#### WHAT IS EXPECTED:
The records below are to be repeated in full, exactly as they are.

#### TASK DATA:
......
//! Pointer hover and click routing.
//!
//! [`PointerRouter`] remembers the hover path from the last hit test and the
//! target a press started on. Each input produces a list of
//! [`PointerDispatch`]es for the tree to deliver through the owners'
//! emitters.

use serde::Serialize;

use crate::{
    core::{event::names, id::Tag, touch::{HitTestResult, TargetRef}},
    geom::Point,
};

/// Kind of pointer input.
#[derive(Debug, Clone, Copy, PartialEq, Eq, Hash)]
pub enum PointerKind {
    /// Pointer moved.
    Move,
    /// Button or finger down.
    Down,
    /// Button or finger up.
    Up,
    /// The gesture was taken away.
    Cancel,
}

/// One pointer input in root coordinates.
#[derive(Debug, Clone, Copy, PartialEq)]
pub struct PointerInput {
    /// Input kind.
    pub kind: PointerKind,
    /// Position in root coordinates.
    pub position: Point,
}

impl PointerInput {
    /// Construct an input.
    pub fn new(kind: PointerKind, position: Point) -> Self {
        Self { kind, position }
    }
}

/// An event to deliver to one target.
#[derive(Debug, Clone, Copy, PartialEq)]
pub struct PointerDispatch {
    /// Receiving target.
    pub target: TargetRef,
    /// Event name.
    pub name: &'static str,
    /// Position in the target's local coordinates, when known.
    pub local: Option<Point>,
}

/// Payload of pointer events.
#[derive(Debug, Clone, Copy, PartialEq, Serialize)]
#[serde(rename_all = "camelCase")]
pub struct PointerPayload {
    /// Local x.
    pub x: f32,
    /// Local y.
    pub y: f32,
    /// Root x.
    pub page_x: f32,
    /// Root y.
    pub page_y: f32,
    /// Receiving tag.
    pub target: Tag,
}

impl PointerPayload {
    /// Build a payload. Without a local position the root position is used.
    pub fn new(target: Tag, local: Option<Point>, page: Point) -> Self {
        let l = local.unwrap_or(page);
        Self {
            x: l.x,
            y: l.y,
            page_x: page.x,
            page_y: page.y,
            target,
        }
    }
}

/// Hover and press tracking.
#[derive(Debug, Clone, Default)]
pub struct PointerRouter {
    /// Root-to-leaf hover path.
    hover: Vec<TargetRef>,
    /// Target the current press started on.
    pressed: Option<TargetRef>,
}

impl PointerRouter {
    /// Construct an idle router.
    pub fn new() -> Self {
        Self::default()
    }

    /// Current hover path.
    pub fn hover_path(&self) -> &[TargetRef] {
        &self.hover
    }

    /// Target of the press in progress.
    pub fn pressed(&self) -> Option<TargetRef> {
        self.pressed
    }

    /// Forget a target that left the tree.
    pub fn forget(&mut self, pred: impl Fn(&TargetRef) -> bool) {
        if let Some(i) = self.hover.iter().position(&pred) {
            self.hover.truncate(i);
        }
        if self.pressed.as_ref().is_some_and(&pred) {
            self.pressed = None;
        }
    }

    /// Route one input given the hit test at its position.
    pub fn route(&mut self, kind: PointerKind, hit: Option<&HitTestResult>) -> Vec<PointerDispatch> {
        if kind == PointerKind::Cancel {
            self.pressed = None;
            return self.retarget(&[], None);
        }
        let (path, target, local) = match hit {
            Some(h) => (h.path.as_slice(), Some(h.target), Some(h.local_point)),
            None => (&[][..], None, None),
        };
        let mut out = self.retarget(path, target.zip(local));
        match kind {
            PointerKind::Down => self.pressed = target,
            PointerKind::Up => {
                if let (Some(t), Some(p)) = (target, self.pressed.take())
                    && t == p
                {
                    out.push(PointerDispatch {
                        target: t,
                        name: names::CLICK,
                        local,
                    });
                }
            }
            PointerKind::Move | PointerKind::Cancel => {}
        }
        out
    }

    /// Replace the hover path, emitting leaves deepest-first and enters
    /// root-first for the part that changed.
    fn retarget(
        &mut self,
        path: &[TargetRef],
        hit: Option<(TargetRef, Point)>,
    ) -> Vec<PointerDispatch> {
        let common = self
            .hover
            .iter()
            .zip(path)
            .take_while(|(a, b)| a == b)
            .count();
        let mut out = Vec::new();
        for t in self.hover[common..].iter().rev() {
            out.push(PointerDispatch {
                target: *t,
                name: names::POINTER_LEAVE,
                local: None,
            });
        }
        for t in &path[common..] {
            let local = hit.filter(|(h, _)| h == t).map(|(_, p)| p);
            out.push(PointerDispatch {
                target: *t,
                name: names::POINTER_ENTER,
                local,
            });
        }
        self.hover = path.to_vec();
        out
    }
}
......
#### RESULT BELOW:
//! Pointer hover and click routing.
//!
//! [`PointerRouter`] remembers the hover path from the last hit test and the
//! target a press started on. Each input produces a list of
//! [`PointerDispatch`]es for the tree to deliver through the owners'
//! emitters.

use serde::Serialize;

use crate::{
    core::{event::names, id::Tag, touch::{HitTestResult, TargetRef}},
    geom::Point,
};

/// Kind of pointer input.
#[derive(Debug, Clone, Copy, PartialEq, Eq, Hash)]
pub enum PointerKind {
    /// Pointer moved.
    Move,
    /// Button or finger down.
    Down,
    /// Button or finger up.
    Up,
    /// The gesture was taken away.
    Cancel,
}

/// One pointer input in root coordinates.
#[derive(Debug, Clone, Copy, PartialEq)]
pub struct PointerInput {
    /// Input kind.
    pub kind: PointerKind,
    /// Position in root coordinates.
    pub position: Point,
}

impl PointerInput {
    /// Construct an input.
    pub fn new(kind: PointerKind, position: Point) -> Self {
        Self { kind, position }
    }
}

/// An event to deliver to one target.
#[derive(Debug, Clone, Copy, PartialEq)]
pub struct PointerDispatch {
    /// Receiving target.
    pub target: TargetRef,
    /// Event name.
    pub name: &'static str,
    /// Position in the target's local coordinates, when known.
    pub local: Option<Point>,
}

/// Payload of pointer events.
#[derive(Debug, Clone, Copy, PartialEq, Serialize)]
#[serde(rename_all = "camelCase")]
pub struct PointerPayload {
    /// Local x.
    pub x: f32,
    /// Local y.
    pub y: f32,
    /// Root x.
    pub page_x: f32,
    /// Root y.
    pub page_y: f32,
    /// Receiving tag.
    pub target: Tag,
}

impl PointerPayload {
    /// Build a payload. Without a local position the root position is used.
    pub fn new(target: Tag, local: Option<Point>, page: Point) -> Self {
        let l = local.unwrap_or(page);
        Self {
            x: l.x,
            y: l.y,
            page_x: page.x,
            page_y: page.y,
            target,
        }
    }
}

/// Hover and press tracking.
#[derive(Debug, Clone, Default)]
pub struct PointerRouter {
    /// Root-to-leaf hover path.
    hover: Vec<TargetRef>,
    /// Target the current press started on.
    pressed: Option<TargetRef>,
}

impl PointerRouter {
    /// Construct an idle router.
    pub fn new() -> Self {
        Self::default()
    }

    /// Current hover path.
    pub fn hover_path(&self) -> &[TargetRef] {
        &self.hover
    }

    /// Target of the press in progress.
    pub fn pressed(&self) -> Option<TargetRef> {
        self.pressed
    }

    /// Forget a target that left the tree.
    pub fn forget(&mut self, pred: impl Fn(&TargetRef) -> bool) {
        if let Some(i) = self.hover.iter().position(&pred) {
            self.hover.truncate(i);
        }
        if self.pressed.as_ref().is_some_and(&pred) {
            self.pressed = None;
        }
    }

    /// Route one input given the hit test at its position.
    pub fn route(&mut self, kind: PointerKind, hit: Option<&HitTestResult>) -> Vec<PointerDispatch> {
        if kind == PointerKind::Cancel {
            self.pressed = None;
            return self.retarget(&[], None);
        }
        let (path, target, local) = match hit {
            Some(h) => (h.path.as_slice(), Some(h.target), Some(h.local_point)),
            None => (&[][..], None, None),
        };
        let mut out = self.retarget(path, target.zip(local));
        match kind {
            PointerKind::Down => self.pressed = target,
            PointerKind::Up => {
                if let (Some(t), Some(p)) = (target, self.pressed.take())
                    && t == p
                {
                    out.push(PointerDispatch {
                        target: t,
                        name: names::CLICK,
                        local,
                    });
                }
            }
            PointerKind::Move | PointerKind::Cancel => {}
        }
        out
    }

    /// Replace the hover path, emitting leaves deepest-first and enters
    /// root-first for the part that changed.
    fn retarget(
        &mut self,
        path: &[TargetRef],
        hit: Option<(TargetRef, Point)>,
    ) -> Vec<PointerDispatch> {
        let common = self
            .hover
            .iter()
            .zip(path)
            .take_while(|(a, b)| a == b)
            .count();
        let mut out = Vec::new();
        for t in self.hover[common..].iter().rev() {
            out.push(PointerDispatch {
                target: *t,
                name: names::POINTER_LEAVE,
                local: None,
            });
        }
        for t in &path[common..] {
            let local = hit.filter(|(h, _)| h == t).map(|(_, p)| p);
            out.push(PointerDispatch {
                target: *t,
                name: names::POINTER_ENTER,
                local,
            });
        }
        self.hover = path.to_vec();
        out
    }
}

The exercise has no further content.